Case Histories Internal Corrosion Failures: Are We Learning from the Past?

 In spite of improvements driven by the U.S. Pipeline Safety Improvement Act of 2002 and the added emphasis on integrity management, pipeline failures due to internal corrosion continue to occur. The U.S. Department of Transportation’s Pipeline and Hazardous Materials Safety Administration (PHMSA) recently noted that 206 internal corrosion incidents were reported on regulated gas pipelines between 2002 and 2012, and new regulations are forthcoming that will increase the requirements for internal corrosion management.1 Data published by the Canadian Association of Petroleum Producers (CAPP) showed that the number of internal corrosion incidents per year in Alberta for sweet gas-gathering pipelines went from ~25 in 1985 to 125 in 2008,2 and from ~75 in 1985 to 175 in 2008 for oil effluent pipelines.3

By learning to prevent internal corrosion incidents, operators can reduce operating costs and exposure to business risks. In the recent NACE International IMPACT study,4 the global cost of corrosion was estimated at U.S. $2.5 trillion, with the ability to save from 15 to 35% of this cost using available corrosion-control practices. Pipeline leaks and ruptures resulting from internal corrosion increase risks associated with health, safety, the environment, and deliverability, and can result in regulatory actions and litigation against pipeline operators. This article examines some trends in reported incidents and discusses an analytical methodology based on root cause analysis (RCA) that operators can use to learn from incidents and reduce subsequent or repeated failures.
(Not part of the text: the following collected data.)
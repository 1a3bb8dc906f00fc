//! Build errors for the state machine builder.

use thiserror::Error;

/// Errors that can occur when building a state machine.
#[derive(Debug, Error)]
pub enum BuildError {
    #[error("Machine name not specified. Call .name(name) before .build()")]
    MissingName,

    #[error("No states defined. Add at least one state")]
    NoStates,

    #[error("State '{0}' is defined more than once")]
    DuplicateState(String),

    #[error("Initial state '{0}' is not among the defined states")]
    UnknownInitialState(String),

    #[error("Transitions reference undefined states: {0}")]
    Wiring(String),
}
FIGURE 1: Internal corrosion incidents shown as a percentage of all DOT-reported incident causes for each category, 1994 through 2013.

FIGURE 1: Internal corrosion incidents shown as a percentage of all DOT-reported incident causes for each category, 1994 through 2013.

Internal Corrosion Incidents Continue

Internal corrosion incident data reported to PHMSA by regulated hazardous liquid and natural gas pipeline operators in the United States are available to the public.5 Based on these data, internal corrosion incidents from 1994 through 2013 are shown in Figure 1 as a percentage of all Department of Transportation (DOT) reported incident causes. For this time period, internal corrosion represented 9% of all hazardous liquid incidents, 12% of all gas transmission incidents, and 49% of all gas-gathering incidents.

The number of DOT-reported internal corrosion incidents from 1970 through 2013 for regulated hazardous liquid transportation pipelines and facilities and regulated natural gas pipelines and facilities are shown by decade in Figures 2 and 3, respectively. These figures also show the average number of internal corrosion incidents per year for each decade or time period.

FIGURE 2: DOT-reported serious and significant internal corrosion incidents for regulated hazardous liquid transportation pipelines and facilities from 1970 through 2013.

FIGURE 2: DOT-reported serious and significant internal corrosion incidents for regulated hazardous liquid transportation pipelines and facilities from 1970 through 2013.
FIGURE 3: DOT-reported serious and significant internal corrosion incidents for regulated natural gas pipelines and facilities, 1970 through 2013.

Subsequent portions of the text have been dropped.